▶ [ABOUT THIS TASK] Each line below needs to be duplicated without alteration.

▶ [DATA IN THIS EXERCISE]
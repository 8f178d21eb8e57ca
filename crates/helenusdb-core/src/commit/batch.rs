use crate::{
    commit::CommitStrategy,
    error::{CommitPhase, Error},
    session::{Batch, BatchType, BoundStatement, Session},
};
use async_trait::async_trait;
use std::sync::{
    Arc,
    atomic::{AtomicBool, Ordering},
};
use tracing::{debug, warn};

///
/// BatchCommitStrategy
///
/// Submits the write set as a single storage batch. An applied batch is
/// durable, so rollback is only meaningful while no batch has been applied
/// or left in an unknown state.
///

pub struct BatchCommitStrategy {
    session: Arc<dyn Session>,
    batch_type: BatchType,
    submitted: AtomicBool,
}

impl BatchCommitStrategy {
    pub fn new(session: Arc<dyn Session>, batch_type: BatchType) -> Self {
        Self {
            session,
            batch_type,
            submitted: AtomicBool::new(false),
        }
    }

    pub fn logged(session: Arc<dyn Session>) -> Self {
        Self::new(session, BatchType::Logged)
    }

    #[must_use]
    pub const fn batch_type(&self) -> BatchType {
        self.batch_type
    }

    /// True once a batch was applied, or its submission failed with an
    /// unknown outcome. Rejected conditional batches do not count.
    #[must_use]
    pub fn has_submitted(&self) -> bool {
        self.submitted.load(Ordering::Acquire)
    }
}

#[async_trait]
impl CommitStrategy for BatchCommitStrategy {
    async fn commit(&self, statements: Vec<BoundStatement>) -> Result<(), Error> {
        if statements.is_empty() {
            return Ok(());
        }

        let mut batch = Batch::new(self.batch_type);
        batch.extend(statements);
        let count = batch.len();

        debug!(statements = count, batch_type = %self.batch_type, "submitting batch");

        // a failed submission may still have applied; a rejected one did not
        let result = self.session.execute_batch(&batch).await.map_err(|err| {
            self.submitted.store(true, Ordering::Release);
            warn!(statements = count, error = %err, "batch submission failed");
            Error::commit(CommitPhase::Submit, err)
        })?;

        if !result.was_applied() {
            warn!(statements = count, "conditional batch was not applied");
            return Err(Error::commit_not_applied(count));
        }
        self.submitted.store(true, Ordering::Release);

        Ok(())
    }

    fn rollback(&self) -> Result<(), Error> {
        if self.has_submitted() {
            warn!("rollback requested after batch submission");
            return Err(Error::rollback(
                "batch already submitted; applied batches cannot be rolled back",
            ));
        }

        Ok(())
    }
}
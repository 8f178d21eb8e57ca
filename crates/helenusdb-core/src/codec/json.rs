use crate::codec::{CodecError, ObjectCodec};
use serde::{Serialize, de::DeserializeOwned};

///
/// JsonCodec
///
/// Human-readable payloads via `serde_json`.
///

#[derive(Clone, Copy, Debug, Default)]
pub struct JsonCodec;

impl<T> ObjectCodec<T> for JsonCodec
where
    T: Serialize + DeserializeOwned,
{
    fn encode(&self, entity: &T) -> Result<Vec<u8>, CodecError> {
        serde_json::to_vec(entity).map_err(|e| CodecError::Encode(e.to_string()))
    }

    fn decode(&self, bytes: &[u8]) -> Result<T, CodecError> {
        serde_json::from_slice(bytes).map_err(|e| CodecError::Decode(e.to_string()))
    }

    fn format(&self) -> &'static str {
        "json"
    }
}
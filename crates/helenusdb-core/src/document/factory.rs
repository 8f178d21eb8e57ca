use crate::{
    codec::ObjectCodec,
    columns,
    document::Document,
    error::{Error, ErrorClass, ErrorOrigin},
    key::{KeyDefinition, PropertyAccess},
    session::Row,
    table::Table,
    value::Value,
};
use std::{any::type_name, fmt, sync::Arc};

///
/// DocumentFactory
///
/// Converts between entities, documents and stored rows for one key
/// definition. The identifier is always derived from the entity itself.
///

pub struct DocumentFactory<T> {
    keys: Arc<KeyDefinition>,
    codec: Arc<dyn ObjectCodec<T>>,
}

impl<T: PropertyAccess> DocumentFactory<T> {
    pub fn new(keys: Arc<KeyDefinition>, codec: Arc<dyn ObjectCodec<T>>) -> Self {
        Self { keys, codec }
    }

    pub fn for_table(table: &Table, codec: Arc<dyn ObjectCodec<T>>) -> Self {
        Self::new(table.shared_keys(), codec)
    }

    #[must_use]
    pub fn keys(&self) -> &KeyDefinition {
        &self.keys
    }

    /// Type tag written to the `type` column.
    #[must_use]
    pub fn type_tag(&self) -> &'static str {
        type_name::<T>()
    }

    /// Encode `entity` and derive its identifier.
    pub fn as_document(&self, entity: &T) -> Result<Document<T>, Error> {
        let identifier = self.keys.identifier(entity)?;
        let object = self.codec.encode(entity)?;

        Ok(Document::new(identifier, Some(object), self.type_tag()))
    }

    /// Rebuild a document from a row projected by a read statement.
    pub fn from_row(&self, row: &Row) -> Result<Document<T>, Error> {
        let object = match row.get(columns::OBJECT) {
            Some(Value::Blob(bytes)) => bytes.clone(),
            _ => {
                return Err(Error::new(
                    ErrorClass::InvalidIdentifier,
                    ErrorOrigin::Document,
                    "stored row has no object payload to derive an identifier from",
                ));
            }
        };
        let identifier = self.keys.identifier(&self.codec.decode(&object)?)?;

        let type_tag = row
            .get(columns::TYPE)
            .and_then(Value::as_text)
            .unwrap_or_default();
        let metadata = row
            .get(columns::METADATA)
            .and_then(Value::as_map)
            .cloned()
            .unwrap_or_default();
        let created_at = row.get(columns::CREATED_AT).and_then(Value::as_timestamp);
        let updated_at = row.get(columns::UPDATED_AT).and_then(Value::as_timestamp);

        Ok(Document::new(identifier, Some(object), type_tag)
            .with_metadata_map(metadata)
            .with_timestamps(created_at, updated_at))
    }

    /// Decode the entity wrapped by `document`.
    pub fn as_entity(&self, document: &Document<T>) -> Result<T, Error> {
        let object = document.object().ok_or_else(|| {
            Error::new(
                ErrorClass::Codec,
                ErrorOrigin::Document,
                format!("document {} has no object payload", document.identifier()),
            )
        })?;

        Ok(self.codec.decode(object)?)
    }
}

impl<T> Clone for DocumentFactory<T> {
    fn clone(&self) -> Self {
        Self {
            keys: Arc::clone(&self.keys),
            codec: Arc::clone(&self.codec),
        }
    }
}

impl<T> fmt::Debug for DocumentFactory<T> {
    fn fmt(&self, f: &mut fmt::Formatter<'_>) -> fmt::Result {
        f.debug_struct("DocumentFactory")
            .field("keys", &self.keys)
            .field("codec", &self.codec.format())
            .finish()
    }
}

▶ [OUTPUT OF THE TASK]
repository 8f178d21eb8e57ca
filename crates/helenusdb-core/src/commit/batch.rs
use crate::{
    commit::CommitStrategy,
    error::{CommitPhase, Error},
    session::{Batch, BatchType, BoundStatement, Session},
};
use async_trait::async_trait;
use std::sync::{
    Arc,
    atomic::{AtomicBool, Ordering},
};
use tracing::{debug, warn};

///
/// BatchCommitStrategy
///
/// Submits the write set as a single storage batch. An applied batch is
/// durable, so rollback is only meaningful while no batch has been applied
/// or left in an unknown state.
///

pub struct BatchCommitStrategy {
    session: Arc<dyn Session>,
    batch_type: BatchType,
    submitted: AtomicBool,
}

impl BatchCommitStrategy {
    pub fn new(session: Arc<dyn Session>, batch_type: BatchType) -> Self {
        Self {
            session,
            batch_type,
            submitted: AtomicBool::new(false),
        }
    }

    pub fn logged(session: Arc<dyn Session>) -> Self {
        Self::new(session, BatchType::Logged)
    }

    #[must_use]
    pub const fn batch_type(&self) -> BatchType {
        self.batch_type
    }

    /// True once a batch was applied, or its submission failed with an
    /// unknown outcome. Rejected conditional batches do not count.
    #[must_use]
    pub fn has_submitted(&self) -> bool {
        self.submitted.load(Ordering::Acquire)
    }
}

#[async_trait]
impl CommitStrategy for BatchCommitStrategy {
    async fn commit(&self, statements: Vec<BoundStatement>) -> Result<(), Error> {
        if statements.is_empty() {
            return Ok(());
        }

        let mut batch = Batch::new(self.batch_type);
        batch.extend(statements);
        let count = batch.len();

        debug!(statements = count, batch_type = %self.batch_type, "submitting batch");

        // a failed submission may still have applied; a rejected one did not
        let result = self.session.execute_batch(&batch).await.map_err(|err| {
            self.submitted.store(true, Ordering::Release);
            warn!(statements = count, error = %err, "batch submission failed");
            Error::commit(CommitPhase::Submit, err)
        })?;

        if !result.was_applied() {
            warn!(statements = count, "conditional batch was not applied");
            return Err(Error::commit_not_applied(count));
        }
        self.submitted.store(true, Ordering::Release);

        Ok(())
    }

    fn rollback(&self) -> Result<(), Error> {
        if self.has_submitted() {
            warn!("rollback requested after batch submission");
            return Err(Error::rollback(
                "batch already submitted; applied batches cannot be rolled back",
            ));
        }

        Ok(())
    }
}
repository 8f178d21eb8e57ca
filename crates/helenusdb-core/src/codec/json.rs
use crate::codec::{CodecError, ObjectCodec};
use serde::{Serialize, de::DeserializeOwned};

///
/// JsonCodec
///
/// Human-readable payloads via `serde_json`.
///

#[derive(Clone, Copy, Debug, Default)]
pub struct JsonCodec;

impl<T> ObjectCodec<T> for JsonCodec
where
    T: Serialize + DeserializeOwned,
{
    fn encode(&self, entity: &T) -> Result<Vec<u8>, CodecError> {
        serde_json::to_vec(entity).map_err(|e| CodecError::Encode(e.to_string()))
    }

    fn decode(&self, bytes: &[u8]) -> Result<T, CodecError> {
        serde_json::from_slice(bytes).map_err(|e| CodecError::Decode(e.to_string()))
    }

    fn format(&self) -> &'static str {
        "json"
    }
}
filename crates/helenusdb-core/src/document/factory.rs
repository 8f178d21eb8e57ca
use crate::{
    codec::ObjectCodec,
    columns,
    document::Document,
    error::{Error, ErrorClass, ErrorOrigin},
    key::{KeyDefinition, PropertyAccess},
    session::Row,
    table::Table,
    value::Value,
};
use std::{any::type_name, fmt, sync::Arc};

///
/// DocumentFactory
///
/// Converts between entities, documents and stored rows for one key
/// definition. The identifier is always derived from the entity itself.
///

pub struct DocumentFactory<T> {
    keys: Arc<KeyDefinition>,
    codec: Arc<dyn ObjectCodec<T>>,
}

impl<T: PropertyAccess> DocumentFactory<T> {
    pub fn new(keys: Arc<KeyDefinition>, codec: Arc<dyn ObjectCodec<T>>) -> Self {
        Self { keys, codec }
    }

    pub fn for_table(table: &Table, codec: Arc<dyn ObjectCodec<T>>) -> Self {
        Self::new(table.shared_keys(), codec)
    }

    #[must_use]
    pub fn keys(&self) -> &KeyDefinition {
        &self.keys
    }

    /// Type tag written to the `type` column.
    #[must_use]
    pub fn type_tag(&self) -> &'static str {
        type_name::<T>()
    }

    /// Encode `entity` and derive its identifier.
    pub fn as_document(&self, entity: &T) -> Result<Document<T>, Error> {
        let identifier = self.keys.identifier(entity)?;
        let object = self.codec.encode(entity)?;

        Ok(Document::new(identifier, Some(object), self.type_tag()))
    }

    /// Rebuild a document from a row projected by a read statement.
    pub fn from_row(&self, row: &Row) -> Result<Document<T>, Error> {
        let object = match row.get(columns::OBJECT) {
            Some(Value::Blob(bytes)) => bytes.clone(),
            _ => {
                return Err(Error::new(
                    ErrorClass::InvalidIdentifier,
                    ErrorOrigin::Document,
                    "stored row has no object payload to derive an identifier from",
                ));
            }
        };
        let identifier = self.keys.identifier(&self.codec.decode(&object)?)?;

        let type_tag = row
            .get(columns::TYPE)
            .and_then(Value::as_text)
            .unwrap_or_default();
        let metadata = row
            .get(columns::METADATA)
            .and_then(Value::as_map)
            .cloned()
            .unwrap_or_default();
        let created_at = row.get(columns::CREATED_AT).and_then(Value::as_timestamp);
        let updated_at = row.get(columns::UPDATED_AT).and_then(Value::as_timestamp);

        Ok(Document::new(identifier, Some(object), type_tag)
            .with_metadata_map(metadata)
            .with_timestamps(created_at, updated_at))
    }

    /// Decode the entity wrapped by `document`.
    pub fn as_entity(&self, document: &Document<T>) -> Result<T, Error> {
        let object = document.object().ok_or_else(|| {
            Error::new(
                ErrorClass::Codec,
                ErrorOrigin::Document,
                format!("document {} has no object payload", document.identifier()),
            )
        })?;

        Ok(self.codec.decode(object)?)
    }
}

impl<T> Clone for DocumentFactory<T> {
    fn clone(&self) -> Self {
        Self {
            keys: Arc::clone(&self.keys),
            codec: Arc::clone(&self.codec),
        }
    }
}

impl<T> fmt::Debug for DocumentFactory<T> {
    fn fmt(&self, f: &mut fmt::Formatter<'_>) -> fmt::Result {
        f.debug_struct("DocumentFactory")
            .field("keys", &self.keys)
            .field("codec", &self.codec.format())
            .finish()
    }
}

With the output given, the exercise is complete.